= Task directions =
Only the lines that include "centre" should be copied from the data below.

[Dataset entries]
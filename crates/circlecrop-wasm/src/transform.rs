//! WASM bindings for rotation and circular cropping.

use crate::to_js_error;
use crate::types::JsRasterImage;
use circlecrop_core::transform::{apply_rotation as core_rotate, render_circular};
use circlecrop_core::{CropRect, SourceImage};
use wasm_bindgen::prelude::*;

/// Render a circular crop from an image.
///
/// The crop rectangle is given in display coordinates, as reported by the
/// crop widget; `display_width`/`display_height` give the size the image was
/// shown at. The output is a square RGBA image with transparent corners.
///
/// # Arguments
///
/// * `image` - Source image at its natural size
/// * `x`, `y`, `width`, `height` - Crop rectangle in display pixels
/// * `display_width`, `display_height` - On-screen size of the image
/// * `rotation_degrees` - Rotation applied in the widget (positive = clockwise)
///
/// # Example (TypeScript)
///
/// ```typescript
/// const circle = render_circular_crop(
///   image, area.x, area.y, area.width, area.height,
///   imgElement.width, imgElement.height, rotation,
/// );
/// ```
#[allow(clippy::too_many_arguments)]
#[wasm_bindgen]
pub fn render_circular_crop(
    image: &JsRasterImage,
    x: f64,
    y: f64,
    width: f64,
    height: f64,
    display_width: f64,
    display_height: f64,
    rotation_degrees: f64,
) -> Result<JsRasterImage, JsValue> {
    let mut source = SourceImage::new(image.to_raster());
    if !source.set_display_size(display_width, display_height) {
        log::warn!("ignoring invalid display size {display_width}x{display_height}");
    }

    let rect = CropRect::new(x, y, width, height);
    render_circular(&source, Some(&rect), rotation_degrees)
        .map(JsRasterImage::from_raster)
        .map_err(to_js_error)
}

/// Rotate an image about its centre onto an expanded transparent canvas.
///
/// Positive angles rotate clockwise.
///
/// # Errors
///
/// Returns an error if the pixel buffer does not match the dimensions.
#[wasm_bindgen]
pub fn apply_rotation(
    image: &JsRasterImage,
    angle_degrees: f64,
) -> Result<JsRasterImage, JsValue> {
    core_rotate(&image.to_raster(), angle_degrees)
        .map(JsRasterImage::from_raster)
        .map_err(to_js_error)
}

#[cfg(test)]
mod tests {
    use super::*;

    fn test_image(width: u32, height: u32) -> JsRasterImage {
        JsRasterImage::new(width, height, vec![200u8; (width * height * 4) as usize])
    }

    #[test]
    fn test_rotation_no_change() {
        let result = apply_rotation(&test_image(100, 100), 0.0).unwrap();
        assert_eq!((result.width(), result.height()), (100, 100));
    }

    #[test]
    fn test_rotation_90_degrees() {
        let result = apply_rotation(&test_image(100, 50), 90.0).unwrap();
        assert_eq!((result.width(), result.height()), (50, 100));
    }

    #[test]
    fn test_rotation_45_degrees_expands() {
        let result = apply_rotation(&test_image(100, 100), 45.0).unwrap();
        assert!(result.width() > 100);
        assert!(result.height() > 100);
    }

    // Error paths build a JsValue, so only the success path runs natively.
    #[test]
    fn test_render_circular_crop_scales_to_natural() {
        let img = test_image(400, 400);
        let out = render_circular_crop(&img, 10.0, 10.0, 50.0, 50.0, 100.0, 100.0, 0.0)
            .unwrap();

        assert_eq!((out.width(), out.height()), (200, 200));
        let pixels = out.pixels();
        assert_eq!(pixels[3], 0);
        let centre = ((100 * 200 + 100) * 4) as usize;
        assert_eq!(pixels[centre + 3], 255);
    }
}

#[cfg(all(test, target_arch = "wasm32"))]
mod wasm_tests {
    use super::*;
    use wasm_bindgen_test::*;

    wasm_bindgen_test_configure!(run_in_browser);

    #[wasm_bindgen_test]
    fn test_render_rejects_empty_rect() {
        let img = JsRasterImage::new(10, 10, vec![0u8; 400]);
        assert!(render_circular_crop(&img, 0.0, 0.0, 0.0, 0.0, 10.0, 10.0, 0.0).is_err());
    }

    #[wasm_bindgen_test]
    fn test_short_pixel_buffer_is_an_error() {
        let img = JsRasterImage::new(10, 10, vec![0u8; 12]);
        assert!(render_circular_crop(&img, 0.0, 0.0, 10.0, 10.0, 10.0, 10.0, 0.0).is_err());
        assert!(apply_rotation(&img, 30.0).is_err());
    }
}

= Task output =
/// Rotate an image about its centre onto an expanded transparent canvas.
        let centre = ((100 * 200 + 100) * 4) as usize;
        assert_eq!(pixels[centre + 3], 255);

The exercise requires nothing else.